IDEAS home Printed from https://ideas.repec.org/a/spr/jcomop/v25y2013i3d10.1007_s10878-011-9382-6.html
   My bibliography  Save this article

Clustering with or without the approximation

Author

Listed:
  • Frans Schalekamp

    (Tsinghua University)

  • Michael Yu

    (MIT)

  • Anke Zuylen

    (Tsinghua University
    Max Planck Institute for Informatics)

Abstract

We study algorithms for clustering data that were recently proposed by Balcan et al. (SODA’09: 19th Annual ACM-SIAM Symposium on Discrete Algorithms, pp. 1068–1077, 2009a) and that have already given rise to several follow-up papers.
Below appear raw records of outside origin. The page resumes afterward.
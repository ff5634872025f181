#![no_std]

// Two-party OTC swap escrow contract
// Holds both legs of a swap in custody and settles them atomically

mod otcswap;

// Re-export the contract
pub use otcswap::{OtcSwap, OtcSwapClient};
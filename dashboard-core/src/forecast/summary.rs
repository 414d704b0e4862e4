//! Simplified forecast payload served to the dashboard page.

use serde::Serialize;
use serde_json::Number;

use super::open_meteo::ForecastResponse;

/// Probability (percent) above which an hour counts as likely rain.
const RAIN_SOON_THRESHOLD: f64 = 50.0;

#[derive(Debug, Clone, Copy, PartialEq, Eq, Serialize)]
pub enum RainForecast {
    #[serde(rename = "No Rain")]
    NoRain,
    #[serde(rename = "Raining")]
    Raining,
    #[serde(rename = "Rain Soon")]
    RainSoon,
}

/// Hourly series for the chart. The three vectors always have equal length.
#[derive(Debug, Clone, Default, PartialEq, Serialize)]
pub struct ChartData {
    pub time: Vec<String>,
    pub temp: Vec<Number>,
    pub rain: Vec<Number>,
}

#[derive(Debug, Clone, PartialEq, Serialize)]
pub struct ForecastSummary {
    pub current_temp: i64,
    pub max_temp: i64,
    pub min_temp: i64,
    pub rain_forecast: RainForecast,
    pub chart_data: ChartData,
}

impl ForecastSummary {
    pub fn from_response(response: &ForecastResponse) -> Self {
        let current = &response.current;
        let hourly = &response.hourly;

        let temps = || hourly.apparent_temperature.iter().filter_map(Number::as_f64);
        let max_temp = temps().reduce(f64::max).unwrap_or(0.0);
        let min_temp = temps().reduce(f64::min).unwrap_or(0.0);

        ForecastSummary {
            current_temp: round(current.apparent_temperature.unwrap_or(0.0)),
            max_temp: round(max_temp),
            min_temp: round(min_temp),
            rain_forecast: rain_forecast(
                current.precipitation.unwrap_or(0.0),
                &hourly.precipitation_probability,
            ),
            chart_data: chart_data(response),
        }
    }
}

/// Current precipitation wins; otherwise any hour in the whole returned
/// window above the threshold, past hours included.
pub fn rain_forecast(current_precipitation: f64, probabilities: &[Number]) -> RainForecast {
    if current_precipitation > 0.0 {
        RainForecast::Raining
    } else if probabilities
        .iter()
        .filter_map(Number::as_f64)
        .any(|p| p > RAIN_SOON_THRESHOLD)
    {
        RainForecast::RainSoon
    } else {
        RainForecast::NoRain
    }
}

/// Time-of-day part of an ISO 8601 timestamp (`2024-05-01T14:00` -> `14:00`).
pub fn time_of_day(timestamp: &str) -> &str {
    timestamp
        .split_once('T')
        .map(|(_, time)| time)
        .unwrap_or(timestamp)
}

fn chart_data(response: &ForecastResponse) -> ChartData {
    let hourly = &response.hourly;
    let len = hourly
        .time
        .len()
        .min(hourly.apparent_temperature.len())
        .min(hourly.precipitation_probability.len());

    ChartData {
        time: hourly.time[..len]
            .iter()
            .map(|t| time_of_day(t).to_string())
            .collect(),
        temp: hourly.apparent_temperature[..len].to_vec(),
        rain: hourly.precipitation_probability[..len].to_vec(),
    }
}

// Half-to-even, so 18.5 rounds to 18 and 19.5 to 20.
fn round(value: f64) -> i64 {
    value.round_ties_even() as i64
}
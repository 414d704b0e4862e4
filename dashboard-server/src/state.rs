use std::sync::Arc;

use anyhow::Result;
use dashboard_core::{DashboardConfig, ForecastClient, ScheduleStore};

/// Shared application state
#[derive(Clone)]
pub struct AppState {
    pub forecast: ForecastClient,
    // The store re-reads its file on each request; nothing is cached here
    pub schedule: Arc<ScheduleStore>,
}

impl AppState {
    pub fn new(config: &DashboardConfig) -> Result<Self> {
        Ok(AppState {
            forecast: ForecastClient::new(config.forecast.clone())?,
            schedule: Arc::new(ScheduleStore::new(config.schedule_path())),
        })
    }
}
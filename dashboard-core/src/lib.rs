//! Core of the personal dashboard.
//!
//! - `forecast`: Open-Meteo client reshaped into a simple summary
//! - `schedule`: the schedule list persisted to a JSON file
//! - `config`: `dashboard.toml` loading

pub mod config;
pub mod error;
pub mod forecast;
pub mod schedule;

pub use config::DashboardConfig;
pub use error::{DashboardError, DashboardResult};
pub use forecast::{ForecastClient, ForecastSummary, RainForecast};
pub use schedule::{ScheduleEntry, ScheduleList, ScheduleStore};
mod routes;
mod state;

use anyhow::Result;
use dashboard_core::DashboardConfig;
use tower_http::cors::{Any, CorsLayer};
use tower_http::trace::TraceLayer;

use crate::state::AppState;

#[tokio::main]
async fn main() -> Result<()> {
    tracing_subscriber::fmt()
        .with_env_filter(
            tracing_subscriber::EnvFilter::try_from_default_env()
                .unwrap_or_else(|_| tracing_subscriber::EnvFilter::new("info")),
        )
        .init();

    let config = DashboardConfig::load()?;
    let state = AppState::new(&config)?;

    let cors = CorsLayer::new()
        .allow_origin(Any)
        .allow_methods(Any)
        .allow_headers(Any);

    let app = routes::router()
        .with_state(state)
        .layer(TraceLayer::new_for_http())
        .layer(cors);

    tracing::info!("Schedule file: {}", config.schedule_path().display());
    tracing::info!("dashboard-server listening on http://{}", config.bind_address);

    let listener = tokio::net::TcpListener::bind(config.bind_address).await?;
    axum::serve(listener, app)
        .with_graceful_shutdown(shutdown_signal())
        .await?;

    Ok(())
}

async fn shutdown_signal() {
    if let Err(e) = tokio::signal::ctrl_c().await {
        tracing::error!("Failed to listen for shutdown signal: {}", e);
        // Keep serving; only an explicit signal stops the server
        std::future::pending::<()>().await;
    }
    tracing::info!("Shutting down");
}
The input for the clustering problem consists of points in a metric space and a number k, specifying the desired number of clusters. The algorithms find a clustering that is provably close to a target clustering, provided that the instance has the “(1+α,ε)-property”, which means that the instance is such that all solutions to the k-median problem for which the objective value is at most (1+α) times the optimal objective value correspond to clusterings that misclassify at most an ε fraction of the points with respect to the target clustering. We investigate the theoretical and practical implications of their results. Our main contributions are as follows. First, we show that instances that have the (1+α,ε)-property and for which, additionally, the clusters in the target clustering are large, are easier than general instances: the algorithm proposed in Balcan et al. (SODA’09: 19th Annual ACM-SIAM Symposium on Discrete Algorithms, pp. 1068–1077, 2009a) is a constant factor approximation algorithm with an approximation guarantee that is better than the known hardness of approximation for general instances. Further, we show that it is NP-hard to check if an instance satisfies the (1+α,ε)-property for a given (α,ε); the algorithms in Balcan et al. (SODA’09: 19th Annual ACM-SIAM Symposium on Discrete Algorithms, pp. 1068–1077, 2009a) need such α and ε as input parameters, however. We propose ways to use their algorithms even if we do not know values of α and ε for which the assumption holds. Finally, we implement these methods and other popular methods, and test them on real world data sets. We find that on these data sets there are no α and ε so that the dataset has both (1+α,ε)-property and sufficiently large clusters in the target solution. For the general case where there are no assumptions about the cluster sizes, we show that on our data sets the performance guarantee proved by Balcan et a. (SODA’09: 19th Annual ACM-SIAM Symposium on Discrete Algorithms, pp. 1068–1077, 2009a) is meaningless for the values of α,ε for which the data set has the (1+α,ε)-property. The algorithm nonetheless gives reasonable results, although it is outperformed by other methods.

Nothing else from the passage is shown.